Stored items from a collection:

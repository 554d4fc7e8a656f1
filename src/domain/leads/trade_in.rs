use serde::Serialize;

use super::{require, require_email};
use crate::domain::foundation::ValidationError;

/// `POST /api/trade-ins` body. A customer's vehicle offered for sale or trade.
#[derive(Debug, Clone, Default, PartialEq, Eq, Serialize)]
#[serde(rename_all = "camelCase")]
pub struct TradeInSubmission {
    pub first_name: String,
    pub last_name: String,
    pub email: String,
    pub phone: String,
    pub brand: String,
    pub model: String,
    pub year: String,
    pub variant: String,
    pub mileage: String,
    pub transmission: String,
    pub fuel_type: String,
    pub color: String,
    pub condition: String,
    pub has_accidents: bool,
    pub service_history: bool,
    pub description: String,
    pub expected_price: String,
}

impl TradeInSubmission {
    /// Oldest model year the form offers, relative to `current_year`.
    pub fn oldest_year(current_year: i32) -> i32 {
        current_year - 29
    }

    pub fn validate(&self, current_year: i32) -> Result<(), ValidationError> {
        require("firstName", &self.first_name)?;
        require("lastName", &self.last_name)?;
        require_email("email", &self.email)?;
        require("phone", &self.phone)?;
        require("brand", &self.brand)?;
        require("model", &self.model)?;
        require("year", &self.year)?;
        let year: i32 = self
            .year
            .trim()
            .parse()
            .map_err(|_| ValidationError::invalid_format("year", "not a number"))?;
        if year < Self::oldest_year(current_year) || year > current_year {
            return Err(ValidationError::invalid_format(
                "year",
                format!("{} is outside the accepted range", year),
            ));
        }
        require("mileage", &self.mileage)?;
        Ok(())
    }
}

#[cfg(test)]
mod tests {
    use super::*;

    fn submission() -> TradeInSubmission {
        TradeInSubmission {
            first_name: "Ben".to_string(),
            last_name: "Cruz".to_string(),
            email: "ben@example.ph".to_string(),
            phone: "09181234567".to_string(),
            brand: "Honda".to_string(),
            model: "City".to_string(),
            year: "2018".to_string(),
            mileage: "64000".to_string(),
            has_accidents: false,
            service_history: true,
            ..TradeInSubmission::default()
        }
    }

    #[test]
    fn accepts_year_in_range() {
        assert!(submission().validate(2026).is_ok());
    }

    #[test]
    fn rejects_future_and_too_old_years() {
        let mut s = submission();
        s.year = "2027".to_string();
        assert!(s.validate(2026).is_err());
        s.year = "1996".to_string();
        assert!(s.validate(2026).is_err());
        s.year = "1997".to_string();
        assert!(s.validate(2026).is_ok());
    }

    #[test]
    fn flags_serialize_as_booleans() {
        let json = serde_json::to_value(submission()).unwrap();
        assert_eq!(json["serviceHistory"], true);
        assert_eq!(json["hasAccidents"], false);
        assert_eq!(json["fuelType"], "");
    }
}
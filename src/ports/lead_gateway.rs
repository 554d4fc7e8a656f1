//! LeadGateway port for customer submissions

use async_trait::async_trait;

use super::ApiError;
use crate::domain::leads::{
    FinancingApplication, LeadReceipt, TestDriveRequest, TradeInSubmission,
};

/// Submits customer leads to the backend.
#[async_trait]
pub trait LeadGateway: Send + Sync {
    async fn book_test_drive(&self, request: &TestDriveRequest) -> Result<LeadReceipt, ApiError>;

    async fn apply_for_financing(
        &self,
        application: &FinancingApplication,
    ) -> Result<LeadReceipt, ApiError>;

    async fn submit_trade_in(
        &self,
        submission: &TradeInSubmission,
    ) -> Result<LeadReceipt, ApiError>;
}
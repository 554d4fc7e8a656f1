//! Transient user-facing notices (toasts).

use serde::Serialize;

use crate::domain::foundation::{NoticeId, Timestamp};

/// Visual weight of a notice.
#[derive(Debug, Clone, Copy, PartialEq, Eq, Default, Serialize)]
#[serde(rename_all = "lowercase")]
pub enum NoticeVariant {
    #[default]
    Default,
    Destructive,
}

/// A toast shown to the user.
#[derive(Debug, Clone, PartialEq, Serialize)]
#[serde(rename_all = "camelCase")]
pub struct Notice {
    pub id: NoticeId,
    pub title: String,
    pub description: Option<String>,
    pub variant: NoticeVariant,
    pub created_at: Timestamp,
}

impl Notice {
    pub fn new(title: impl Into<String>) -> Self {
        Self {
            id: NoticeId::new(),
            title: title.into(),
            description: None,
            variant: NoticeVariant::Default,
            created_at: Timestamp::now(),
        }
    }

    pub fn with_description(mut self, description: impl Into<String>) -> Self {
        self.description = Some(description.into());
        self
    }

    pub fn destructive(mut self) -> Self {
        self.variant = NoticeVariant::Destructive;
        self
    }

    pub fn is_destructive(&self) -> bool {
        self.variant == NoticeVariant::Destructive
    }
}
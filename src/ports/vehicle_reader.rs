//! VehicleReader port for storefront catalogue queries

use async_trait::async_trait;

use super::ApiError;
use crate::domain::foundation::VehicleSlug;
use crate::domain::vehicle::{BaseVehicle, Page, VehicleQuery, VehicleSummary};

/// Read-only access to the vehicle catalogue.
#[async_trait]
pub trait VehicleReader: Send + Sync {
    /// Fetch a single vehicle by slug.
    ///
    /// `Ok(None)` when the backend answers but reports no such vehicle.
    async fn get_by_slug(&self, slug: &VehicleSlug) -> Result<Option<BaseVehicle>, ApiError>;

    /// Paginated listing with optional filters
    async fn list(&self, query: &VehicleQuery) -> Result<Page<VehicleSummary>, ApiError>;

    /// Free-text search
    async fn search(
        &self,
        term: &str,
        page: u32,
        limit: u32,
    ) -> Result<Page<VehicleSummary>, ApiError>;

    /// Featured vehicles for the home page
    async fn featured(&self, limit: u32) -> Result<Vec<VehicleSummary>, ApiError>;
}
//! Timestamp value object for immutable points in time.

use chrono::{DateTime, Utc};
use serde::{Deserialize, Serialize};

/// Immutable point in time, always UTC.
#[derive(Debug, Clone, Copy, PartialEq, Eq, PartialOrd, Ord, Serialize, Deserialize)]
#[serde(transparent)]
pub struct Timestamp(DateTime<Utc>);

impl Timestamp {
    /// Creates a timestamp for the current moment.
    pub fn now() -> Self {
        Self(Utc::now())
    }

    /// Creates a timestamp from a DateTime<Utc>.
    pub fn from_datetime(dt: DateTime<Utc>) -> Self {
        Self(dt)
    }

    /// Returns the inner DateTime.
    pub fn as_datetime(&self) -> &DateTime<Utc> {
        &self.0
    }

    /// Checks if this timestamp is before another.
    pub fn is_before(&self, other: &Timestamp) -> bool {
        self.0 < other.0
    }
}

impl Default for Timestamp {
    fn default() -> Self {
        Self::now()
    }
}
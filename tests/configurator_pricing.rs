//! Property tests for configurator pricing.
//!
//! Whatever sequence of selections a customer makes, the total must equal
//! the base price plus the surcharge of every selected option.

use proptest::prelude::*;

use showroom::domain::configurator::{
    Configurator, ConfiguratorError, MultiSelectField, SingleSelectField,
};
use showroom::domain::foundation::{Price, VehicleId, VehicleSlug};
use showroom::domain::vehicle::BaseVehicle;

fn vehicle(base: u64) -> BaseVehicle {
    BaseVehicle::new(
        VehicleId::new("veh_1").unwrap(),
        VehicleSlug::new("toyota-fortuner").unwrap(),
        "Toyota",
        "Fortuner",
        Price::new(base),
    )
    .unwrap()
}

#[derive(Debug, Clone)]
enum Action {
    Select(SingleSelectField, usize),
    Toggle(MultiSelectField, usize),
}

fn action() -> impl Strategy<Value = Action> {
    prop_oneof![
        (0usize..3, 0usize..8).prop_map(|(f, i)| Action::Select(SingleSelectField::ALL[f], i)),
        (0usize..2, 0usize..8).prop_map(|(f, i)| Action::Toggle(MultiSelectField::ALL[f], i)),
    ]
}

/// Total recomputed from scratch out of the catalogs.
fn expected_total(configurator: &Configurator) -> Price {
    let config = configurator.configuration().unwrap();
    let catalogs = configurator.catalogs();

    let singles = SingleSelectField::ALL
        .iter()
        .map(|&f| catalogs.single_price(f, config.single(f)).unwrap());
    let multis = MultiSelectField::ALL.iter().flat_map(|&f| {
        config
            .multi(f)
            .iter()
            .map(move |name| catalogs.multi_price(f, name).unwrap())
    });

    config.base_vehicle().base_price() + singles.chain(multis).sum::<Price>()
}

/// Applies an action, using an out-of-range index as an unknown option name.
fn apply(configurator: &mut Configurator, action: &Action) -> Result<Price, ConfiguratorError> {
    match *action {
        Action::Select(field, i) => {
            let name = configurator
                .catalogs()
                .single_names(field)
                .get(i)
                .map(|n| n.to_string())
                .unwrap_or_else(|| "Unlisted Option".to_string());
            configurator.select_single(field, &name)
        }
        Action::Toggle(field, i) => {
            let name = configurator
                .catalogs()
                .multi_names(field)
                .get(i)
                .map(|n| n.to_string())
                .unwrap_or_else(|| "Unlisted Option".to_string());
            configurator.toggle_multi(field, &name)
        }
    }
}

proptest! {
    #![proptest_config(ProptestConfig::with_cases(256))]

    #[test]
    fn total_always_matches_selection(
        base in 100_000u64..5_000_000u64,
        actions in prop::collection::vec(action(), 0..40),
    ) {
        let mut configurator = Configurator::standard();
        configurator.initialize(vehicle(base));

        for action in &actions {
            let before = configurator.configuration().unwrap().clone();
            match apply(&mut configurator, action) {
                Ok(total) => prop_assert_eq!(total, configurator.current_total().unwrap()),
                Err(ConfiguratorError::UnknownOption { .. }) => {
                    prop_assert_eq!(&before, configurator.configuration().unwrap());
                }
                Err(other) => prop_assert!(false, "unexpected error: {}", other),
            }
            prop_assert_eq!(configurator.current_total().unwrap(), expected_total(&configurator));
        }
    }

    #[test]
    fn toggling_twice_restores_total(
        field in 0usize..2,
        index in 0usize..3,
    ) {
        let field = MultiSelectField::ALL[field];
        let mut configurator = Configurator::standard();
        configurator.initialize(vehicle(1_000_000));
        let name = configurator.catalogs().multi_names(field)[index].to_string();

        let before = configurator.current_total().unwrap();
        configurator.toggle_multi(field, &name).unwrap();
        let after = configurator.toggle_multi(field, &name).unwrap();

        prop_assert_eq!(before, after);
        prop_assert!(configurator.configuration().unwrap().multi(field).is_empty());
    }
}

#[test]
fn storefront_walkthrough() {
    let mut configurator = Configurator::standard();
    let config = configurator.initialize(vehicle(1_000_000));
    assert_eq!(config.color(), "Pearl White");
    assert_eq!(config.total_price(), Price::new(1_000_000));

    assert_eq!(
        configurator.select_single(SingleSelectField::Color, "Ruby Red"),
        Ok(Price::new(1_015_000))
    );
    assert_eq!(
        configurator.toggle_multi(MultiSelectField::Packages, "Technology Package"),
        Ok(Price::new(1_090_000))
    );
    assert_eq!(
        configurator.toggle_multi(MultiSelectField::Packages, "Technology Package"),
        Ok(Price::new(1_015_000))
    );
}

#[test]
fn reinitializing_resets_selection() {
    let mut configurator = Configurator::standard();
    configurator.initialize(vehicle(1_000_000));
    configurator
        .toggle_multi(MultiSelectField::Accessories, "Roof Rack")
        .unwrap();

    let config = configurator.initialize(vehicle(900_000));
    assert!(config.accessories().is_empty());
    assert_eq!(config.total_price(), Price::new(900_000));
}

#[test]
fn mutations_before_initialize_are_rejected() {
    let mut configurator = Configurator::standard();
    assert_eq!(
        configurator.select_single(SingleSelectField::Color, "Ruby Red"),
        Err(ConfiguratorError::Uninitialized)
    );
    assert_eq!(configurator.current_total(), Err(ConfiguratorError::Uninitialized));
}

How to complete this task: Please reply with an exact copy of the lines above, starting at the first and ending at the line that holds "sale or trade.".

Result below:
repository 554d4fc7e8a656f1
filename src/domain/leads/trade_in.rs
use serde::Serialize;

use super::{require, require_email};
use crate::domain::foundation::ValidationError;

/// `POST /api/trade-ins` body. A customer's vehicle offered for sale or trade.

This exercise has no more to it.